The August 12 elevation of Lee Hsien Loong to the post of prime minister of Singapore is a good time to contemplate some characteristics of the city state and remember why Hong Kong is, and needs to remain, very different.


Three themes are evident in the way Singapore's leadership is organised. They are: the importance of family relationships, confidence in the wisdom of a centralised bureaucratic elite, and belief in meritocracy based on book-learning. They broadly represent a neo-Confucian world view.


Reliance on the family goes well beyond the rise of Lee Kuan Yew's elder son to the top job. Nor is it seen just in the grip that the younger Lee has long had on the levers of financial power. Nor even in the power of his wife, Ho Ching, chairwoman of the state holding company, Temasek, which controls huge businesses such as Singapore Airlines, DBS Bank and Singapore Technologies. Nor even Lee Kuan Yew's doctor daughter, Lee Wei Ling, who now heads the National Neuroscience Institute, having been involved in the sacking of its former director. Family tentacles stretch far and wide in Singapore life. They may be justified by the clan's genetic qualities and exaggerated by the small size of the city state. But they do exist.

There is no doubting that the leadership, as well as the family as a whole, places a very high premium on education. Lee Hsien Loong followed his father with a first from Cambridge, and most of the younger generation of leaders of the bureaucracy and the People's Action Party (basically the same people) has records of winning scholarships to the best institutions.

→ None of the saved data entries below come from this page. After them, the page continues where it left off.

use crate::{JobId, Route};

#[derive(Debug, Clone, PartialEq, Eq)]
pub enum Msg {
    /// A control carrying a route marker was clicked.
    Navigate(Route),
    /// A literal path was opened (address bar or plain link).
    PathOpened(String),
    /// Back/forward moved to an existing history entry.
    HistoryPopped { state: Option<String>, path: String },
    /// Dashboard keyword box changed.
    KeywordChanged(String),
    LocationFilterChanged(String),
    ModeFilterChanged(String),
    ExperienceFilterChanged(String),
    SourceFilterChanged(String),
    SortChanged(String),
    /// "Only show matches above my threshold" toggle.
    OnlyMatchesToggled(bool),
    SaveToggled { job_id: JobId },
    ApplyClicked { job_id: JobId },
    JobViewed { job_id: JobId },
    /// Close control, backdrop click, or Escape.
    ModalClosed,
    PreferenceEdited(PreferenceEdit),
    PreferencesReset,
    /// Fallback for events that carry nothing actionable.
    NoOp,
}

/// One settings control changing its value.
#[derive(Debug, Clone, PartialEq, Eq)]
pub enum PreferenceEdit {
    RoleKeywords(String),
    Location { location: String, selected: bool },
    Mode { mode: String, selected: bool },
    ExperienceLevel(String),
    Skills(String),
    MinMatchScore(String),
}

In turn, they carry on the belief in the leadership role of the government, of the need to pick winners, put resources, tax breaks and top management talent into areas in which Singapore is deemed to enjoy an actual or potential comparative advantage. These have ranged from oil servicing to offshore banking, aviation, electronics and now, biotechnology. In their own terms, they have been successful. Lee Kuan Yew was always suspicious of local private big business, fearing that economic power led to political power. Hence, the big battalions he created are state-linked. For all the talk about encouraging entrepreneurship, there is not much sign that the leadership has lost faith in its ability to pick winners. Intellectually, it may see the merit of more freewheeling attitudes, but it is hard to change the practice of a lifetime.

The remarkable thing about Singapore's system has not been its success - real though that is - but the way in which its dirigisme is praised by western institutions as a shining example of economic freedom. This is mainly because nominal tax rates are low, intellectual property is well protected, capital movement is free and tariffs almost non-existent. They forget the draconian forced savings schemes which limit freedom of choice of how to dispose of one's income. These have helped deliver first-class infrastructure, reasonable housing and mammoth foreign exchange reserves, but poor returns. Meanwhile, foreign business gets incentives unavailable for most local private business.

The economic system is a product of the political-bureaucratic system which gives priority to the corporate state over the rights and entrepreneurial aspirations of individuals. That Lee Hsien Loong will be prime minister and Ho Ching is chairwoman of Temasek is not just symbolic. It sums up the reality. Like it or not, we must recognise it for what it is.

Probably, the younger Lee will attempt to follow in his father's footsteps. But, just possibly, he might show real leadership, break out of the paternal mould and let Singapore become the sexy, creative, intellectually alive, multicultural madhouse which it sometimes seems to crave to be.